=== REQUIREMENT ===
Take the data from its first line. Print each line exactly until the line containing "any network access" has been printed too.

Stored data entries:
..........

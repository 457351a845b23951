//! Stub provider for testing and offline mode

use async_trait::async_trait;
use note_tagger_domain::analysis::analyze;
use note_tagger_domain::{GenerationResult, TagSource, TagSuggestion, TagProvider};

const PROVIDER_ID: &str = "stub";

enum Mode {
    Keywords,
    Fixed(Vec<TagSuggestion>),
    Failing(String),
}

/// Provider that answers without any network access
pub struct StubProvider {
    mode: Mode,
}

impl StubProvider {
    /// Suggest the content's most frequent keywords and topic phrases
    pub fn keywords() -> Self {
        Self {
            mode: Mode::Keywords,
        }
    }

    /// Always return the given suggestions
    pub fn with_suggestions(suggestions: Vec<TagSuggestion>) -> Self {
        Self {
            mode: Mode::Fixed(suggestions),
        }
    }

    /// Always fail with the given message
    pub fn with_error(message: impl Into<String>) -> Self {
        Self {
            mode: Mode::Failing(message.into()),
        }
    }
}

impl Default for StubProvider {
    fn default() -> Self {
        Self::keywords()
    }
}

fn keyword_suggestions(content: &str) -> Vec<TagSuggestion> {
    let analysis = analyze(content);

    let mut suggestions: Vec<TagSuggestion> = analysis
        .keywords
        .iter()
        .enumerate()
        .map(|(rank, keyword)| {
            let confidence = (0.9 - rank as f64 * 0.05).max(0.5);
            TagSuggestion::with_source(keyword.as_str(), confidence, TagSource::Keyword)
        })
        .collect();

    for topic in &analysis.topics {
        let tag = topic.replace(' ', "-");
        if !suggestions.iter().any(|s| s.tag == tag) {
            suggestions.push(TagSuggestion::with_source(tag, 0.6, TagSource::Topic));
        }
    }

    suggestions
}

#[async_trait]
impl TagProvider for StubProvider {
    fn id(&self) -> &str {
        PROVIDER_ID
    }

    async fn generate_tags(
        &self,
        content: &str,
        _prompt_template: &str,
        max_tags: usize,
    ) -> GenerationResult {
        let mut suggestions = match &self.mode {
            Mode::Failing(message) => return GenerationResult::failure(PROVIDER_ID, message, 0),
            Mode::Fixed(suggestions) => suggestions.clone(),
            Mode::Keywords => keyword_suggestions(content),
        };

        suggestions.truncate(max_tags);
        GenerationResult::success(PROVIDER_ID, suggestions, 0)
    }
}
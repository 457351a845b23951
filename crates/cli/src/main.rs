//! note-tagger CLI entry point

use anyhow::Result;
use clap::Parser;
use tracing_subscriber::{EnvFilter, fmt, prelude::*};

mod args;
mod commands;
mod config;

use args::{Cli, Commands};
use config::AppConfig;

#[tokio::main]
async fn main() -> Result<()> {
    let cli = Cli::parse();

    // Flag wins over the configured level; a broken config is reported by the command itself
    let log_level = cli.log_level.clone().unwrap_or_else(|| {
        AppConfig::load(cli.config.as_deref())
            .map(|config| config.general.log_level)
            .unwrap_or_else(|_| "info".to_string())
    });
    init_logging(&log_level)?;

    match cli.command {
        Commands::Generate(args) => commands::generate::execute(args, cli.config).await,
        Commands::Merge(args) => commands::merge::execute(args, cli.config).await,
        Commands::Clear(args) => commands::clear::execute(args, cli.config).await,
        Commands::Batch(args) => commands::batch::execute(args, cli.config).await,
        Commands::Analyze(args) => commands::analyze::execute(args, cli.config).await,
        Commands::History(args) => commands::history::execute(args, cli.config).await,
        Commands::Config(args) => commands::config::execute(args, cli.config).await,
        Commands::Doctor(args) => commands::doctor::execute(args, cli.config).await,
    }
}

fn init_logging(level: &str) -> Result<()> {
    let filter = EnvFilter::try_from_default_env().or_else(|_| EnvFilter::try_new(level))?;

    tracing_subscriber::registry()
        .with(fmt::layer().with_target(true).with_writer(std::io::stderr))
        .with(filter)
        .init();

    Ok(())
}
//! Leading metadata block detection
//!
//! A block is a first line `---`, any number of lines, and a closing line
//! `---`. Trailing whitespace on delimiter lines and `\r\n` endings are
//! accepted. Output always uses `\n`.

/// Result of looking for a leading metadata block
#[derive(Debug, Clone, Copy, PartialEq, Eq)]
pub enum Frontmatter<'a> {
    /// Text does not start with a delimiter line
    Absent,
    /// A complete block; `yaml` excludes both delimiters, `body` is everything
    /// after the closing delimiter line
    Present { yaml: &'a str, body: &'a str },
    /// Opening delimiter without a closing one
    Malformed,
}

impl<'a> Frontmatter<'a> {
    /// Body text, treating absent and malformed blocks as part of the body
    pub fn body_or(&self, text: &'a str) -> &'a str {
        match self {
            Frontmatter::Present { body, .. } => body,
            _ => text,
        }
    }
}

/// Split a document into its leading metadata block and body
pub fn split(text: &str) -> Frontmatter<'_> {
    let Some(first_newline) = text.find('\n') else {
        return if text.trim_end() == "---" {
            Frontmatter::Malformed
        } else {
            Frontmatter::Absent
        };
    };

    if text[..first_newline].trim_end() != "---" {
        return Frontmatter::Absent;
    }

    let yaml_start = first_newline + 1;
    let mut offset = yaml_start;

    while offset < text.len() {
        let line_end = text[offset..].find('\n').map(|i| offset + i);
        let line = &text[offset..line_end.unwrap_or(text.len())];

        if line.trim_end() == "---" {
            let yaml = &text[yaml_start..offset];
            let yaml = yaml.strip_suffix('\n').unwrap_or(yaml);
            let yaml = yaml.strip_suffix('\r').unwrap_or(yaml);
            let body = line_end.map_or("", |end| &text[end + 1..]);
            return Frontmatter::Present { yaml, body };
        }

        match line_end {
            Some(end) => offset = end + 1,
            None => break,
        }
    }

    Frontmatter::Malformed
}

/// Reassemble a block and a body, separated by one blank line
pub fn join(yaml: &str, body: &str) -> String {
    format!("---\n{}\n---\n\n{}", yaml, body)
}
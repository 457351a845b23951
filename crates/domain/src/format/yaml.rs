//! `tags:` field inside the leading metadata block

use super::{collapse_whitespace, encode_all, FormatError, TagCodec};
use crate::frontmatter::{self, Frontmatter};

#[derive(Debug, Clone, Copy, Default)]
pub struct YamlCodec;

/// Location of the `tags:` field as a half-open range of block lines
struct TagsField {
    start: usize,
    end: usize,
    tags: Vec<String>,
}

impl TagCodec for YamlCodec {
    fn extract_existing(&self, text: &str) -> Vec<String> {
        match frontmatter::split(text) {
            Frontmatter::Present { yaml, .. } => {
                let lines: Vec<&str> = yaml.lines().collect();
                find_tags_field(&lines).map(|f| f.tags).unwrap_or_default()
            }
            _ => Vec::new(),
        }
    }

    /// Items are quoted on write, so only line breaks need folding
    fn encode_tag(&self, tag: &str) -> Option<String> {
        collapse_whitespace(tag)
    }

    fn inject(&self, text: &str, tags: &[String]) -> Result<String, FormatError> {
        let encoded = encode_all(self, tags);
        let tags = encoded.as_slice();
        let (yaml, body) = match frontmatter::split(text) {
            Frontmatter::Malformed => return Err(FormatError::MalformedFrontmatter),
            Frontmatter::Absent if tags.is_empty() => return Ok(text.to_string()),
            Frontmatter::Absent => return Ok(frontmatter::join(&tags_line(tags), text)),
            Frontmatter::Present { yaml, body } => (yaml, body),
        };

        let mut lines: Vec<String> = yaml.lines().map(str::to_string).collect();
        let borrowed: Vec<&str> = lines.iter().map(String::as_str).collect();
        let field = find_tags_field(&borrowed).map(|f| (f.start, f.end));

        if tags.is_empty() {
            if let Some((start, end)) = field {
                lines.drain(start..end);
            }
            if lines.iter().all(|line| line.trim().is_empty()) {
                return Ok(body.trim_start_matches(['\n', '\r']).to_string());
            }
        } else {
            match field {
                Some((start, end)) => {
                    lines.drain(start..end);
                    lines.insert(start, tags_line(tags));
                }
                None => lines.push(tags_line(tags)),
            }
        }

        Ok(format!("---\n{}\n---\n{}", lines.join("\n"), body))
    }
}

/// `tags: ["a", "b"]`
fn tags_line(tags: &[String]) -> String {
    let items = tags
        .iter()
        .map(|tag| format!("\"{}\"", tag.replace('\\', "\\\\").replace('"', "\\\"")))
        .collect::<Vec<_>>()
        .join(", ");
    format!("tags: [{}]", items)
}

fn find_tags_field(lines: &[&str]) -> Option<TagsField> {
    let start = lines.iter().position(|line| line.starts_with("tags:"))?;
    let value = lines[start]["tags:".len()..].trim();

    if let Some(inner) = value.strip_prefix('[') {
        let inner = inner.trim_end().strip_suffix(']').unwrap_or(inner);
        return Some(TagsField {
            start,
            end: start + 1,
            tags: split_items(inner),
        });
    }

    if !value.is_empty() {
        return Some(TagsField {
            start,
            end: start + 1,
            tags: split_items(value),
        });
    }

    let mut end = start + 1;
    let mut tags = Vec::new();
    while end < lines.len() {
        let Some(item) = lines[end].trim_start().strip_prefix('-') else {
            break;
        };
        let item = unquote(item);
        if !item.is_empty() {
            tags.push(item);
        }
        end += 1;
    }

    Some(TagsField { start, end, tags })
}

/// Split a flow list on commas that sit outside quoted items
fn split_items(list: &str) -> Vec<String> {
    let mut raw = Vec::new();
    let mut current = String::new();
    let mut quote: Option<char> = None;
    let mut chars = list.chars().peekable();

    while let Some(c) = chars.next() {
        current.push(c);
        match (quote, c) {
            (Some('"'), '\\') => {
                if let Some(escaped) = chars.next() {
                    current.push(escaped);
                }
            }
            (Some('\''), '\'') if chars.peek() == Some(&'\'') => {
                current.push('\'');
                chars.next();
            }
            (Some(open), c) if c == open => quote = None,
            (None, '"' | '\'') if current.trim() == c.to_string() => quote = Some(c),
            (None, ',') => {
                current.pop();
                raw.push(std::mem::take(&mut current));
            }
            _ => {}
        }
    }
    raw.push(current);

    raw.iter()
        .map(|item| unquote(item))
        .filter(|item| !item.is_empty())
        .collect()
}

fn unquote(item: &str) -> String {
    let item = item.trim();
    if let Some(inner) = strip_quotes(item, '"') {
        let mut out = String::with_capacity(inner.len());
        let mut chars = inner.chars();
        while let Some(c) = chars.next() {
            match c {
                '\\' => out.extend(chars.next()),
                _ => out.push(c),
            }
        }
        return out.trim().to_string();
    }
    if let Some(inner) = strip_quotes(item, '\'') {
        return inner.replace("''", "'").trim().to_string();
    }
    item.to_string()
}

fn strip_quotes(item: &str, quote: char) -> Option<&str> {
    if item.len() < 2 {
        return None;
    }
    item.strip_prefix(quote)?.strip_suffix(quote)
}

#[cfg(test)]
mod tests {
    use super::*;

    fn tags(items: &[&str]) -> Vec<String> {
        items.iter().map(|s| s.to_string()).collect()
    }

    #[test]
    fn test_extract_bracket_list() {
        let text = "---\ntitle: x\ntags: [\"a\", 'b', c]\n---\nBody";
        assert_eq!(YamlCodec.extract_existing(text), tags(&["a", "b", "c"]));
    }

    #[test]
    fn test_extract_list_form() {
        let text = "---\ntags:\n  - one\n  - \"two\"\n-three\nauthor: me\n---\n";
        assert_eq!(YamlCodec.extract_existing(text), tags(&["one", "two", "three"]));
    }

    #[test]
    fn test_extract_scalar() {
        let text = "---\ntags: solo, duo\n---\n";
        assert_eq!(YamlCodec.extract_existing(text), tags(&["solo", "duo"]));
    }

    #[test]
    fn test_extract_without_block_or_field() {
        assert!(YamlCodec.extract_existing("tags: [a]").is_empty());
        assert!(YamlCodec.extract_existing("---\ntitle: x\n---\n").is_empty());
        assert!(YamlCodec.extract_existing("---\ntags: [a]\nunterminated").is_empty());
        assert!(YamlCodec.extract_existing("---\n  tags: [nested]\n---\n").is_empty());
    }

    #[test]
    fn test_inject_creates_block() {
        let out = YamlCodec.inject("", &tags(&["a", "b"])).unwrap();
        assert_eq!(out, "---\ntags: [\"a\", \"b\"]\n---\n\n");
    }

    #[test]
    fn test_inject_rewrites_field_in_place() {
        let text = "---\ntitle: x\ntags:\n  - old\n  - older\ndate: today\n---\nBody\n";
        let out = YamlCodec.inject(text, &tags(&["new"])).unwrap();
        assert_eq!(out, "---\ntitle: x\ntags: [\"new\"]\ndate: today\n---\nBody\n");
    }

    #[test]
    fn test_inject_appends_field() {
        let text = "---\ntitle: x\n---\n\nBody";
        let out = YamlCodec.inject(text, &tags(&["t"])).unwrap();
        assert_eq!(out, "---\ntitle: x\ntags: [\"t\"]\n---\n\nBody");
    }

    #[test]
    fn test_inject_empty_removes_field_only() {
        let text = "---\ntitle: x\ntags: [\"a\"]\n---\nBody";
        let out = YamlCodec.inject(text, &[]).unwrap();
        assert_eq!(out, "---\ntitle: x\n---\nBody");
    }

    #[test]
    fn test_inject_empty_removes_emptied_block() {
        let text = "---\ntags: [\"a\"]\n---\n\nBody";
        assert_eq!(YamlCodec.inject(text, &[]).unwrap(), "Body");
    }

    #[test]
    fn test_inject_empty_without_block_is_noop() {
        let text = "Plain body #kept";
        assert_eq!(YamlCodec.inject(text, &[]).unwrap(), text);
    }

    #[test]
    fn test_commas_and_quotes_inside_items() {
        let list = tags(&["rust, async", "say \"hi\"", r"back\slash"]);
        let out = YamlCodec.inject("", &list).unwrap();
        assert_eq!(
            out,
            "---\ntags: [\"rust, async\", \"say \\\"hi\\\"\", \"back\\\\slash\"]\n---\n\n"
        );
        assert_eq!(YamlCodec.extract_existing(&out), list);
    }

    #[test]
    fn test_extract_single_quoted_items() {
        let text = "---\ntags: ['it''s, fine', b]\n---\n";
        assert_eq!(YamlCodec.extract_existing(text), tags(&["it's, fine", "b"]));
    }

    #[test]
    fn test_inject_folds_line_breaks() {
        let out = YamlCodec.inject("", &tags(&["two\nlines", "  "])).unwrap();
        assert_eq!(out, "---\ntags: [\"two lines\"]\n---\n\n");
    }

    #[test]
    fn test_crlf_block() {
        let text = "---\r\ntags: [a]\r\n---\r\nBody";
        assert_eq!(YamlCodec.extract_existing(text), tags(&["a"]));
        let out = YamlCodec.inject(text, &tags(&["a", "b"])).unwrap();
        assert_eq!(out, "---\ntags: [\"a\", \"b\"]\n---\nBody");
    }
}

..........

=== RESPONSE TO THE TASK ===
repository 457351a845b23951
//! Stub provider for testing and offline mode

use async_trait::async_trait;
use note_tagger_domain::analysis::analyze;
use note_tagger_domain::{GenerationResult, TagSource, TagSuggestion, TagProvider};

const PROVIDER_ID: &str = "stub";

enum Mode {
    Keywords,
    Fixed(Vec<TagSuggestion>),
    Failing(String),
}

/// Provider that answers without any network access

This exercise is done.